Lung cancer was somehow a conversation
my memory stumbled into focus.

Suddenly carpeted in my own invisibility
I had my first portrait of death, too warm,
and full of unopened windows
and plastic tubes I felt I should ignore
as if they were not there–
a stopping point I had not expected at all–
and dense panic in the breath of
my family’s unspoken grief.

An unmeasurable time later we left, and I pretended
this never happened. I did not ask
the thousand million questions a curious child
must have had after such a visit,
perhaps because a kind child
does not want to intrude upon growling adults.
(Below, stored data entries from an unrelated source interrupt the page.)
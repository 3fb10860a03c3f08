use std::io;
use std::path::PathBuf;

use thiserror::Error;

use crate::fs::PermissionScope;

pub type Result<T> = std::result::Result<T, CompileCacheError>;

/// Failures that disable the cache. Per-entry read and write problems never surface here; they
/// are logged and turn into misses or skipped writes.
#[derive(Debug, Error)]
pub enum CompileCacheError {
    #[error("io error: {0}")]
    Io(#[from] io::Error),

    #[error("{scope} access to {} is not permitted", path.display())]
    PermissionDenied {
        scope: PermissionScope,
        path: PathBuf,
    },
}
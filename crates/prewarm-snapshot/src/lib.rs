//! Startup snapshots: a single versioned, checksummed blob holding the engine heap image,
//! serialized native bindings, environment counters and embedded code caches.
//!
//! [`SnapshotBuilder`] captures a [`RuntimeSource`]; [`SnapshotLoader`] validates a blob
//! against the running build and rebuilds a [`RuntimeState`] from it.

#![forbid(unsafe_code)]

mod binding;
mod builder;
mod data;
mod error;
mod format;
mod inspect;
mod loader;

pub use crate::binding::{BindingKind, DeserializerRegistry, Snapshottable};
pub use crate::builder::{BindingRef, BuildOptions, RuntimeSource, SnapshotBuilder};
pub use crate::data::{
    AsyncHooksInfo, BindingInfo, CodeCacheInfo, EnvSerializeInfo, EnvState, ImmediateInfo,
    PerformanceStateInfo, PropInfo, SnapshotData, TickInfo,
};
pub use crate::error::{Result, SnapshotError};
pub use crate::format::{BlobIdentity, CHECKSUM_LEN, SNAPSHOT_MAGIC};
pub use crate::inspect::{
    format_size, inspect_snapshot, inspect_snapshot_against, SnapshotSummary,
};
pub use crate::loader::{RestoredBinding, RuntimeState, SnapshotLoader};
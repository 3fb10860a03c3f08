use std::fmt;

use prewarm_registry::{content_hash, to_hex};

/// How a module's source is wrapped before compilation. The same file compiled both ways
/// produces different code, so the kind is part of the key.
#[derive(Debug, Clone, Copy, PartialEq, Eq, Hash)]
#[repr(u8)]
pub enum ModuleKind {
    CommonJs = 0,
    Esm = 1,
}

impl ModuleKind {
    pub fn as_str(self) -> &'static str {
        match self {
            Self::CommonJs => "CommonJS",
            Self::Esm => "ESM",
        }
    }
}

impl fmt::Display for ModuleKind {
    fn fmt(&self, f: &mut fmt::Formatter<'_>) -> fmt::Result {
        f.write_str(self.as_str())
    }
}

/// Identity of a cache slot: hash of the module kind and source filename.
///
/// The source content is deliberately not part of the key; it is validated against the
/// header instead, so an edited file reuses (and overwrites) its slot.
#[derive(Debug, Clone, Copy, PartialEq, Eq, Hash, PartialOrd, Ord)]
pub struct CacheKey(pub u32);

impl CacheKey {
    pub fn new(filename: &str, kind: ModuleKind) -> Self {
        Self(content_hash(&[&[kind as u8], filename.as_bytes()]))
    }

    pub fn file_name(self) -> String {
        format!("{}.cache", to_hex(self.0))
    }
}

impl fmt::Display for CacheKey {
    fn fmt(&self, f: &mut fmt::Formatter<'_>) -> fmt::Result {
        f.write_str(&to_hex(self.0))
    }
}

#[cfg(test)]
mod tests {
    use super::*;

    #[test]
    fn kind_and_filename_both_affect_the_key() {
        let cjs = CacheKey::new("/app/index.js", ModuleKind::CommonJs);
        assert_eq!(cjs, CacheKey::new("/app/index.js", ModuleKind::CommonJs));
        assert_ne!(cjs, CacheKey::new("/app/index.js", ModuleKind::Esm));
        assert_ne!(cjs, CacheKey::new("/app/other.js", ModuleKind::CommonJs));
    }

    #[test]
    fn file_name_is_hex_with_extension() {
        assert_eq!(CacheKey(0xab).file_name(), "000000ab.cache");
    }
}
use std::fmt;
use std::fs;
use std::io::{self, Read, Write};
use std::path::{Path, PathBuf};

/// Kind of access the cache asks the embedder's permission model for.
#[derive(Debug, Clone, Copy, PartialEq, Eq, Hash)]
pub enum PermissionScope {
    FileSystemRead,
    FileSystemWrite,
}

impl fmt::Display for PermissionScope {
    fn fmt(&self, f: &mut fmt::Formatter<'_>) -> fmt::Result {
        f.write_str(match self {
            Self::FileSystemRead => "file system read",
            Self::FileSystemWrite => "file system write",
        })
    }
}

pub trait PermissionCheck: Send + Sync {
    fn is_granted(&self, scope: PermissionScope, path: &Path) -> bool;
}

/// Grants everything; the default when no permission model is active.
#[derive(Debug, Default, Clone, Copy)]
pub struct AllowAll;

impl PermissionCheck for AllowAll {
    fn is_granted(&self, _scope: PermissionScope, _path: &Path) -> bool {
        true
    }
}

/// A file being written next to its final location. Dropping it without calling
/// [`TempFile::persist`] must leave the destination untouched.
pub trait TempFile: Write + Send {
    /// Atomically replaces `target` with this file's contents.
    fn persist(self: Box<Self>, target: &Path) -> io::Result<()>;
}

/// File system operations used by the cache.
pub trait CacheFs: Send + Sync {
    fn create_dir_all(&self, path: &Path) -> io::Result<()>;
    fn canonicalize(&self, path: &Path) -> io::Result<PathBuf>;
    fn open(&self, path: &Path) -> io::Result<Box<dyn Read + Send>>;
    /// Creates an anonymous temporary file inside `dir`.
    fn create_temp(&self, dir: &Path) -> io::Result<Box<dyn TempFile>>;
}

#[derive(Debug, Default, Clone, Copy)]
pub struct StdFs;

impl CacheFs for StdFs {
    fn create_dir_all(&self, path: &Path) -> io::Result<()> {
        fs::create_dir_all(path)
    }

    fn canonicalize(&self, path: &Path) -> io::Result<PathBuf> {
        fs::canonicalize(path)
    }

    fn open(&self, path: &Path) -> io::Result<Box<dyn Read + Send>> {
        Ok(Box::new(fs::File::open(path)?))
    }

    fn create_temp(&self, dir: &Path) -> io::Result<Box<dyn TempFile>> {
        let file = tempfile::Builder::new()
            .prefix(".prewarm-")
            .suffix(".tmp")
            .tempfile_in(dir)?;
        Ok(Box::new(StdTempFile(file)))
    }
}

struct StdTempFile(tempfile::NamedTempFile);

impl Write for StdTempFile {
    fn write(&mut self, buf: &[u8]) -> io::Result<usize> {
        self.0.write(buf)
    }

    fn flush(&mut self) -> io::Result<()> {
        self.0.flush()
    }
}

impl TempFile for StdTempFile {
    fn persist(self: Box<Self>, target: &Path) -> io::Result<()> {
        self.0.persist(target).map(|_| ()).map_err(|e| e.error)
    }
}
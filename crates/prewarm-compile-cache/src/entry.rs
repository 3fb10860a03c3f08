use std::fmt;
use std::io;
use std::path::{Path, PathBuf};

use crate::key::{CacheKey, ModuleKind};

/// Lifecycle of a [`CompileCacheEntry`].
///
/// `Uninitialized -> LookupMiss | LookupHit -> Accepted | Rejected -> Refreshed -> Persisted`.
/// A `Persisted` entry goes back to `Refreshed` if the engine later hands it a new artifact.
#[derive(Debug, Clone, Copy, PartialEq, Eq)]
pub enum EntryState {
    Uninitialized,
    /// No usable artifact on disk.
    LookupMiss,
    /// A validated artifact was loaded from disk.
    LookupHit,
    /// The engine consumed the loaded artifact.
    Accepted,
    /// The engine refused the loaded artifact.
    Rejected,
    /// A freshly produced artifact is waiting to be written.
    Refreshed,
    Persisted,
}

/// Why a lookup did not produce a usable artifact.
#[derive(Debug, Clone, PartialEq, Eq)]
pub enum CacheMiss {
    NotFound,
    Unreadable(io::ErrorKind),
    TruncatedHeader,
    BadMagic(u32),
    CodeSizeMismatch { expected: u32, found: u32 },
    CodeHashMismatch { expected: u32, found: u32 },
    CacheSizeMismatch { expected: u32, found: usize },
    CacheHashMismatch { expected: u32, found: u32 },
}

impl fmt::Display for CacheMiss {
    fn fmt(&self, f: &mut fmt::Formatter<'_>) -> fmt::Result {
        match self {
            Self::NotFound => write!(f, "no cache file"),
            Self::Unreadable(kind) => write!(f, "cache file unreadable: {kind}"),
            Self::TruncatedHeader => write!(f, "cache file shorter than its header"),
            Self::BadMagic(found) => write!(f, "bad magic {found:#010x}"),
            Self::CodeSizeMismatch { expected, found } => {
                write!(f, "code size mismatch: {found} != {expected}")
            }
            Self::CodeHashMismatch { expected, found } => {
                write!(f, "code hash mismatch: {found:08x} != {expected:08x}")
            }
            Self::CacheSizeMismatch { expected, found } => {
                write!(f, "cache size mismatch: {found} != {expected}")
            }
            Self::CacheHashMismatch { expected, found } => {
                write!(f, "cache hash mismatch: {found:08x} != {expected:08x}")
            }
        }
    }
}

/// One module's slot in the compile cache.
#[derive(Debug)]
pub struct CompileCacheEntry {
    pub(crate) key: CacheKey,
    pub(crate) kind: ModuleKind,
    pub(crate) code_size: u32,
    pub(crate) code_hash: u32,
    pub(crate) cache: Option<Vec<u8>>,
    pub(crate) cache_hash: u32,
    pub(crate) source_filename: String,
    pub(crate) cache_filename: PathBuf,
    pub(crate) refreshed: bool,
    pub(crate) state: EntryState,
    pub(crate) miss: Option<CacheMiss>,
}

impl CompileCacheEntry {
    pub(crate) fn new(
        key: CacheKey,
        kind: ModuleKind,
        code_size: u32,
        code_hash: u32,
        source_filename: &str,
        cache_filename: PathBuf,
    ) -> Self {
        Self {
            key,
            kind,
            code_size,
            code_hash,
            cache: None,
            cache_hash: 0,
            source_filename: source_filename.to_string(),
            cache_filename,
            refreshed: false,
            state: EntryState::Uninitialized,
            miss: None,
        }
    }

    pub fn key(&self) -> CacheKey {
        self.key
    }

    pub fn kind(&self) -> ModuleKind {
        self.kind
    }

    pub fn code_size(&self) -> u32 {
        self.code_size
    }

    pub fn code_hash(&self) -> u32 {
        self.code_hash
    }

    /// The cached artifact, if one was loaded or produced.
    pub fn cache(&self) -> Option<&[u8]> {
        self.cache.as_deref()
    }

    /// An owned copy for handing to the engine, which takes ownership of its input.
    pub fn copy_cache(&self) -> Option<Vec<u8>> {
        self.cache.clone()
    }

    pub fn source_filename(&self) -> &str {
        &self.source_filename
    }

    pub fn cache_filename(&self) -> &Path {
        &self.cache_filename
    }

    /// Whether the payload changed since it was last read from or written to disk.
    pub fn is_refreshed(&self) -> bool {
        self.refreshed
    }

    pub fn state(&self) -> EntryState {
        self.state
    }

    /// Reason the last disk lookup missed, if it did.
    pub fn miss_reason(&self) -> Option<&CacheMiss> {
        self.miss.as_ref()
    }
}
I still don’t know if I felt unsafe
or if I did not know how to ask.
Perhaps there is a time for questions
and a time for toe taps–
and our best efforts to act just right
play very little part, despite
how we choose our shoes.

Now I can feel free to visit with these
serious pictures. The echo of spirited footfalls
linger in my memory sometimes
when I am as quiet and gentle
as a hibernating bear.
I can recall my eight year old girl’s
confusion at unexplained experiences,
and realize it would have been nice
to enjoy an adult narrator at the time.

Now, in middle age, I can project
what it might feel like to take a grandchild with you
on one of the last visits you will make
to your parent in the hospital.
What possible words could you tell a child
about the sacred bond between generations?

There are these inevitables–death and
hospitals and vulnerabilities–
that may shock and dislodge
a dancing, exuberant child
but they will not interrupt our steadier steps later,
when we place our toe gently and then our heel firmly
through the same age as our grandparents once walked.